# About this task
Exactly the lines from the opening of the data through the line containing "assert_eq!(settlement.routing, Routing::Escrow);" should be reproduced, please, with nothing added.

Dataset excerpts Block Start

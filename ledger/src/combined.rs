//! Escrow with fees, composed in a single pass.
//!
//! Payees are credited their gross amounts and the fee is pooled separately;
//! the caller pays `total + fee`. The fee is computed once per request.

use crate::error::LedgerError;
use crate::escrow::EscrowBook;
use crate::fees::FeeBook;
use crate::request::ValidatedRequest;
use crate::settlement::{Routing, Settlement};

/// Plan a fee-bearing escrow distribution against both books.
pub fn plan(
    validated: &ValidatedRequest<'_>,
    escrow: &EscrowBook,
    fees: &FeeBook,
) -> Result<Settlement, LedgerError> {
    let request = validated.request;
    let fee = fees.calculate_fee(&request.caller, validated.total);
    let settlement = Settlement::build(validated, Routing::Escrow, fee)?;
    escrow.check_credits(&settlement.asset, &settlement.payouts)?;
    fees.check_accrual(&settlement.asset, settlement.fee)?;
    Ok(settlement)
}

#[cfg(test)]
mod tests {
    use super::*;
    use crate::request::DistributionRequest;
    use splitpay_types::{Address, Asset};

    #[test]
    fn credits_gross_and_pools_fee() {
        let escrow = EscrowBook::new();
        let fees = FeeBook::new(100).unwrap();
        let token = Address::repeat_byte(0x70);
        let req = DistributionRequest::token(
            Address::repeat_byte(0xca),
            token,
            vec![Address::repeat_byte(1), Address::repeat_byte(2)],
            vec![1_000, 2_000],
        );
        let validated = req.validate(500).unwrap();
        let settlement = plan(&validated, &escrow, &fees).unwrap();
        assert_eq!(settlement.routing, Routing::Escrow);
        assert_eq!(settlement.payouts[0].amount, 1_000);
        assert_eq!(settlement.payouts[1].amount, 2_000);
        assert_eq!(settlement.fee, 30);
        assert_eq!(settlement.custody_pull, 3_030);
        assert_eq!(settlement.asset, Asset::Token(token));
    }

    #[test]
    fn full_pool_blocks_the_whole_plan() {
        let escrow = EscrowBook::new();
        let mut fees = FeeBook::new(100).unwrap();
        fees.set_pool(Asset::Native, u128::MAX);
        let req = DistributionRequest::native(
            Address::repeat_byte(0xca),
            vec![Address::repeat_byte(1)],
            vec![10_000],
            10_100,
        );
        let validated = req.validate(500).unwrap();
        assert!(matches!(plan(&validated, &escrow, &fees), Err(LedgerError::Overflow)));
    }
}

Dataset excerpts Block End

# Output for this task
filename ledger/src/combined.rs
//! Escrow with fees, composed in a single pass.
//!
//! Payees are credited their gross amounts and the fee is pooled separately;
//! the caller pays `total + fee`. The fee is computed once per request.

use crate::error::LedgerError;
use crate::escrow::EscrowBook;
use crate::fees::FeeBook;
use crate::request::ValidatedRequest;
use crate::settlement::{Routing, Settlement};

/// Plan a fee-bearing escrow distribution against both books.
pub fn plan(
    validated: &ValidatedRequest<'_>,
    escrow: &EscrowBook,
    fees: &FeeBook,
) -> Result<Settlement, LedgerError> {
    let request = validated.request;
    let fee = fees.calculate_fee(&request.caller, validated.total);
    let settlement = Settlement::build(validated, Routing::Escrow, fee)?;
    escrow.check_credits(&settlement.asset, &settlement.payouts)?;
    fees.check_accrual(&settlement.asset, settlement.fee)?;
    Ok(settlement)
}

#[cfg(test)]
mod tests {
    use super::*;
    use crate::request::DistributionRequest;
    use splitpay_types::{Address, Asset};

    #[test]
    fn credits_gross_and_pools_fee() {
        let escrow = EscrowBook::new();
        let fees = FeeBook::new(100).unwrap();
        let token = Address::repeat_byte(0x70);
        let req = DistributionRequest::token(
            Address::repeat_byte(0xca),
            token,
            vec![Address::repeat_byte(1), Address::repeat_byte(2)],
            vec![1_000, 2_000],
        );
        let validated = req.validate(500).unwrap();
        let settlement = plan(&validated, &escrow, &fees).unwrap();
        assert_eq!(settlement.routing, Routing::Escrow);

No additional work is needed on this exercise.